** Opening INPUT block **
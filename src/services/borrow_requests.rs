//! Borrow request lifecycle: submission, approval with copy allocation, rejection

use chrono::{NaiveDate, Utc};
use uuid::Uuid;
use validator::Validate;

use crate::{
    error::{AppError, AppResult},
    models::{
        activity::RequestMeta,
        borrow_request::{
            fulfillment_totals, BorrowRequest, BorrowRequestQuery, CreateBorrowRequest, ItemFulfillment,
            RequestAction, RequestedItem,
        },
        loan::due_date_for,
    },
    repository::Repository,
};

use super::{
    changes::{ChangeAction, ChangeFeed, EntityKind},
    notifications::{self, NotificationService},
};

/// Result of processing a pending request
#[derive(Debug, Clone)]
pub struct ProcessedRequest {
    pub request: BorrowRequest,
    pub action: RequestAction,
    /// Empty for rejections
    pub fulfillment: Vec<ItemFulfillment>,
}

impl ProcessedRequest {
    /// Human-readable summary for the response
    pub fn message(&self) -> String {
        match self.action {
            RequestAction::Rejected => "Borrow request rejected".to_string(),
            RequestAction::Approved => {
                let (requested, allocated) = fulfillment_totals(&self.fulfillment);
                if allocated == requested {
                    format!("Borrow request approved; {} loan(s) created", allocated)
                } else {
                    format!(
                        "Borrow request approved; {} of {} requested copies allocated",
                        allocated, requested
                    )
                }
            }
        }
    }
}

#[derive(Clone)]
pub struct BorrowRequestService {
    repository: Repository,
    changes: ChangeFeed,
    notifications: NotificationService,
}

impl BorrowRequestService {
    pub fn new(repository: Repository, changes: ChangeFeed, notifications: NotificationService) -> Self {
        Self {
            repository,
            changes,
            notifications,
        }
    }

    /// Submit a new request. Availability is only checked at approval.
    pub async fn submit(&self, mut request: CreateBorrowRequest) -> AppResult<BorrowRequest> {
        request.validate()?;

        let ids: Vec<Uuid> = request.requested_items.iter().map(|item| item.book_id).collect();
        let missing = self.repository.books.missing_ids(&ids).await?;
        if !missing.is_empty() {
            let list: Vec<String> = missing.iter().map(Uuid::to_string).collect();
            return Err(AppError::BadRequest(format!("Unknown book id(s): {}", list.join(", "))));
        }

        self.fill_titles(&mut request.requested_items).await?;

        let (created, queue_id) = self
            .repository
            .borrow_requests
            .create(&request, |created| {
                notifications::submission_email(
                    &created.email,
                    &created.requester_name,
                    &created.titles_label(),
                    created.desired_duration_days,
                    &created.pickup_location,
                )
            })
            .await?;
        tracing::info!(
            request_id = %created.id,
            items = created.requested_items.len(),
            notification_id = %queue_id,
            "Borrow request submitted"
        );
        self.changes
            .publish(EntityKind::BorrowRequests, ChangeAction::Insert, created.id);

        Ok(created)
    }

    /// Capture display titles so notifications do not depend on later edits
    async fn fill_titles(&self, items: &mut [RequestedItem]) -> AppResult<()> {
        for item in items.iter_mut().filter(|item| item.title.is_none()) {
            item.title = Some(self.repository.books.get_by_id(item.book_id).await?.title);
        }
        Ok(())
    }

    pub async fn get(&self, id: Uuid) -> AppResult<BorrowRequest> {
        self.repository.borrow_requests.get_by_id(id).await
    }

    pub async fn list(&self, query: &BorrowRequestQuery) -> AppResult<(Vec<BorrowRequest>, i64)> {
        self.repository.borrow_requests.list(query).await
    }

    /// Approve or reject a pending request
    pub async fn process(
        &self,
        id: Uuid,
        action: RequestAction,
        actor: &str,
        admin_notes: Option<&str>,
        meta: &RequestMeta,
    ) -> AppResult<ProcessedRequest> {
        match action {
            RequestAction::Approved => self.approve(id, actor, admin_notes, Utc::now().date_naive(), meta).await,
            RequestAction::Rejected => self.reject(id, actor, admin_notes, meta).await,
        }
    }

    async fn approve(
        &self,
        id: Uuid,
        actor: &str,
        admin_notes: Option<&str>,
        today: NaiveDate,
        meta: &RequestMeta,
    ) -> AppResult<ProcessedRequest> {
        let approval = self
            .repository
            .borrow_requests
            .approve(id, actor, admin_notes, today, meta)
            .await?;

        let (requested, allocated) = fulfillment_totals(&approval.fulfillment);
        tracing::info!(
            request_id = %id,
            requested,
            allocated,
            actor,
            "Borrow request approved"
        );

        self.changes
            .publish(EntityKind::BorrowRequests, ChangeAction::Update, id);
        for loan in &approval.loans {
            self.changes.publish(EntityKind::Loans, ChangeAction::Insert, loan.id);
            if let Some(copy_id) = loan.copy_id {
                self.changes.publish(EntityKind::Copies, ChangeAction::Update, copy_id);
            }
        }

        let request = &approval.request;
        let message = notifications::approval_email(
            &request.email,
            &request.requester_name,
            &request.titles_label(),
            due_date_for(today, request.desired_duration_days),
            &request.pickup_location,
        );
        self.notifications.send_best_effort(&message).await;

        Ok(ProcessedRequest {
            request: approval.request,
            action: RequestAction::Approved,
            fulfillment: approval.fulfillment,
        })
    }

    async fn reject(
        &self,
        id: Uuid,
        actor: &str,
        admin_notes: Option<&str>,
        meta: &RequestMeta,
    ) -> AppResult<ProcessedRequest> {
        let request = self
            .repository
            .borrow_requests
            .reject(id, actor, admin_notes, meta)
            .await?;
        tracing::info!(request_id = %id, actor, "Borrow request rejected");

        self.changes
            .publish(EntityKind::BorrowRequests, ChangeAction::Update, id);

        let message = notifications::rejection_email(
            &request.email,
            &request.requester_name,
            &request.titles_label(),
            request.admin_notes.as_deref(),
        );
        self.notifications.send_best_effort(&message).await;

        Ok(ProcessedRequest {
            request,
            action: RequestAction::Rejected,
            fulfillment: Vec::new(),
        })
    }

    /// Replace admin notes on any request
    pub async fn update_notes(&self, id: Uuid, notes: Option<&str>) -> AppResult<BorrowRequest> {
        let request = self.repository.borrow_requests.update_notes(id, notes).await?;
        self.changes
            .publish(EntityKind::BorrowRequests, ChangeAction::Update, id);
        Ok(request)
    }
}

#[cfg(test)]
mod tests {
    use super::*;
    use crate::models::borrow_request::RequestStatus;
    use sqlx::types::Json;

    fn processed(action: RequestAction, fulfillment: Vec<ItemFulfillment>) -> ProcessedRequest {
        ProcessedRequest {
            request: BorrowRequest {
                id: Uuid::new_v4(),
                requester_name: "Ada".to_string(),
                email: "ada@example.org".to_string(),
                phone: None,
                affiliation: "student".to_string(),
                id_number: None,
                membership_id: None,
                requested_items: Json(Vec::new()),
                desired_duration_days: 14,
                pickup_location: "Main desk".to_string(),
                purpose: None,
                status: RequestStatus::Approved,
                admin_notes: None,
                approved_by: Some("admin".to_string()),
                approved_at: Some(Utc::now()),
                created_at: Utc::now(),
                updated_at: None,
            },
            action,
            fulfillment,
        }
    }

    fn item(quantity: u32) -> RequestedItem {
        RequestedItem {
            book_id: Uuid::new_v4(),
            quantity,
            title: None,
        }
    }

    #[test]
    fn test_message_full_allocation() {
        let mut outcome = ItemFulfillment::new(&item(1));
        outcome.record_loan(Uuid::new_v4());
        let result = processed(RequestAction::Approved, vec![outcome]);
        assert_eq!(result.message(), "Borrow request approved; 1 loan(s) created");
    }

    #[test]
    fn test_message_partial_allocation() {
        let mut outcome = ItemFulfillment::new(&item(3));
        outcome.record_loan(Uuid::new_v4());
        let result = processed(RequestAction::Approved, vec![outcome, ItemFulfillment::new(&item(1))]);
        assert_eq!(
            result.message(),
            "Borrow request approved; 1 of 4 requested copies allocated"
        );
    }

    #[test]
    fn test_message_rejection() {
        let result = processed(RequestAction::Rejected, Vec::new());
        assert_eq!(result.message(), "Borrow request rejected");
    }
}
** Closing INPUT block **
**EXERCISE BRIEF**
Faithfully write out the entire listing, line by line.

**WRITTEN SOLUTION**
filename src/services/borrow_requests.rs
//! Borrow request lifecycle: submission, approval with copy allocation, rejection

use chrono::{NaiveDate, Utc};
use uuid::Uuid;
use validator::Validate;

use crate::{
    error::{AppError, AppResult},
    models::{
        activity::RequestMeta,
        borrow_request::{
            fulfillment_totals, BorrowRequest, BorrowRequestQuery, CreateBorrowRequest, ItemFulfillment,
            RequestAction, RequestedItem,
        },
        loan::due_date_for,
    },
    repository::Repository,
};

use super::{
    changes::{ChangeAction, ChangeFeed, EntityKind},
    notifications::{self, NotificationService},
};

/// Result of processing a pending request
#[derive(Debug, Clone)]
pub struct ProcessedRequest {
    pub request: BorrowRequest,
    pub action: RequestAction,
    /// Empty for rejections
    pub fulfillment: Vec<ItemFulfillment>,
}

impl ProcessedRequest {
    /// Human-readable summary for the response
    pub fn message(&self) -> String {
        match self.action {
            RequestAction::Rejected => "Borrow request rejected".to_string(),
            RequestAction::Approved => {
                let (requested, allocated) = fulfillment_totals(&self.fulfillment);
                if allocated == requested {
                    format!("Borrow request approved; {} loan(s) created", allocated)
                } else {
                    format!(
                        "Borrow request approved; {} of {} requested copies allocated",
                        allocated, requested
                    )
                }
            }
        }
    }
}

#[derive(Clone)]
pub struct BorrowRequestService {
    repository: Repository,
    changes: ChangeFeed,
    notifications: NotificationService,
}

impl BorrowRequestService {
    pub fn new(repository: Repository, changes: ChangeFeed, notifications: NotificationService) -> Self {
        Self {
            repository,
            changes,
            notifications,
        }
    }

    /// Submit a new request. Availability is only checked at approval.
    pub async fn submit(&self, mut request: CreateBorrowRequest) -> AppResult<BorrowRequest> {
        request.validate()?;

        let ids: Vec<Uuid> = request.requested_items.iter().map(|item| item.book_id).collect();
        let missing = self.repository.books.missing_ids(&ids).await?;
        if !missing.is_empty() {
            let list: Vec<String> = missing.iter().map(Uuid::to_string).collect();
            return Err(AppError::BadRequest(format!("Unknown book id(s): {}", list.join(", "))));
        }

        self.fill_titles(&mut request.requested_items).await?;

        let (created, queue_id) = self
            .repository
            .borrow_requests
            .create(&request, |created| {
                notifications::submission_email(
                    &created.email,
                    &created.requester_name,
                    &created.titles_label(),
                    created.desired_duration_days,
                    &created.pickup_location,
                )
            })
            .await?;
        tracing::info!(
            request_id = %created.id,
            items = created.requested_items.len(),
            notification_id = %queue_id,
            "Borrow request submitted"
        );
        self.changes
            .publish(EntityKind::BorrowRequests, ChangeAction::Insert, created.id);

        Ok(created)
    }

    /// Capture display titles so notifications do not depend on later edits
    async fn fill_titles(&self, items: &mut [RequestedItem]) -> AppResult<()> {
        for item in items.iter_mut().filter(|item| item.title.is_none()) {
            item.title = Some(self.repository.books.get_by_id(item.book_id).await?.title);
        }
        Ok(())
    }

    pub async fn get(&self, id: Uuid) -> AppResult<BorrowRequest> {
        self.repository.borrow_requests.get_by_id(id).await
    }

    pub async fn list(&self, query: &BorrowRequestQuery) -> AppResult<(Vec<BorrowRequest>, i64)> {
        self.repository.borrow_requests.list(query).await
    }

    /// Approve or reject a pending request
    pub async fn process(
        &self,
        id: Uuid,
        action: RequestAction,
        actor: &str,
        admin_notes: Option<&str>,
        meta: &RequestMeta,
    ) -> AppResult<ProcessedRequest> {
        match action {
            RequestAction::Approved => self.approve(id, actor, admin_notes, Utc::now().date_naive(), meta).await,
            RequestAction::Rejected => self.reject(id, actor, admin_notes, meta).await,
        }
    }

    async fn approve(
        &self,
        id: Uuid,
        actor: &str,
        admin_notes: Option<&str>,
        today: NaiveDate,
        meta: &RequestMeta,
    ) -> AppResult<ProcessedRequest> {
        let approval = self
            .repository
            .borrow_requests
            .approve(id, actor, admin_notes, today, meta)
            .await?;

        let (requested, allocated) = fulfillment_totals(&approval.fulfillment);
        tracing::info!(
            request_id = %id,
            requested,
            allocated,
            actor,
            "Borrow request approved"
        );

        self.changes
            .publish(EntityKind::BorrowRequests, ChangeAction::Update, id);
        for loan in &approval.loans {
            self.changes.publish(EntityKind::Loans, ChangeAction::Insert, loan.id);
            if let Some(copy_id) = loan.copy_id {
                self.changes.publish(EntityKind::Copies, ChangeAction::Update, copy_id);
            }
        }

        let request = &approval.request;
        let message = notifications::approval_email(
            &request.email,
            &request.requester_name,
            &request.titles_label(),
            due_date_for(today, request.desired_duration_days),
            &request.pickup_location,
        );
        self.notifications.send_best_effort(&message).await;

        Ok(ProcessedRequest {
            request: approval.request,
            action: RequestAction::Approved,
            fulfillment: approval.fulfillment,
        })
    }

    async fn reject(
        &self,
        id: Uuid,
        actor: &str,
        admin_notes: Option<&str>,
        meta: &RequestMeta,
    ) -> AppResult<ProcessedRequest> {
        let request = self
            .repository
            .borrow_requests
            .reject(id, actor, admin_notes, meta)
            .await?;
        tracing::info!(request_id = %id, actor, "Borrow request rejected");

        self.changes
            .publish(EntityKind::BorrowRequests, ChangeAction::Update, id);

        let message = notifications::rejection_email(
            &request.email,
            &request.requester_name,
            &request.titles_label(),
            request.admin_notes.as_deref(),
        );
        self.notifications.send_best_effort(&message).await;

        Ok(ProcessedRequest {
            request,
            action: RequestAction::Rejected,
            fulfillment: Vec::new(),
        })
    }

    /// Replace admin notes on any request
    pub async fn update_notes(&self, id: Uuid, notes: Option<&str>) -> AppResult<BorrowRequest> {
        let request = self.repository.borrow_requests.update_notes(id, notes).await?;
        self.changes
            .publish(EntityKind::BorrowRequests, ChangeAction::Update, id);
        Ok(request)
    }
}

#[cfg(test)]
mod tests {
    use super::*;
    use crate::models::borrow_request::RequestStatus;
    use sqlx::types::Json;

    fn processed(action: RequestAction, fulfillment: Vec<ItemFulfillment>) -> ProcessedRequest {
        ProcessedRequest {
            request: BorrowRequest {
                id: Uuid::new_v4(),
                requester_name: "Ada".to_string(),
                email: "ada@example.org".to_string(),
                phone: None,
                affiliation: "student".to_string(),
                id_number: None,
                membership_id: None,
                requested_items: Json(Vec::new()),
                desired_duration_days: 14,
                pickup_location: "Main desk".to_string(),
                purpose: None,
                status: RequestStatus::Approved,
                admin_notes: None,
                approved_by: Some("admin".to_string()),
                approved_at: Some(Utc::now()),
                created_at: Utc::now(),
                updated_at: None,
            },
            action,
            fulfillment,
        }
    }

    fn item(quantity: u32) -> RequestedItem {
        RequestedItem {
            book_id: Uuid::new_v4(),
            quantity,
            title: None,
        }
    }

    #[test]
    fn test_message_full_allocation() {
        let mut outcome = ItemFulfillment::new(&item(1));
        outcome.record_loan(Uuid::new_v4());
        let result = processed(RequestAction::Approved, vec![outcome]);
        assert_eq!(result.message(), "Borrow request approved; 1 loan(s) created");
    }

    #[test]
    fn test_message_partial_allocation() {
        let mut outcome = ItemFulfillment::new(&item(3));
        outcome.record_loan(Uuid::new_v4());
        let result = processed(RequestAction::Approved, vec![outcome, ItemFulfillment::new(&item(1))]);
        assert_eq!(
            result.message(),
            "Borrow request approved; 1 of 4 requested copies allocated"
        );
    }

    #[test]
    fn test_message_rejection() {
        let result = processed(RequestAction::Rejected, Vec::new());
        assert_eq!(result.message(), "Borrow request rejected");
    }
}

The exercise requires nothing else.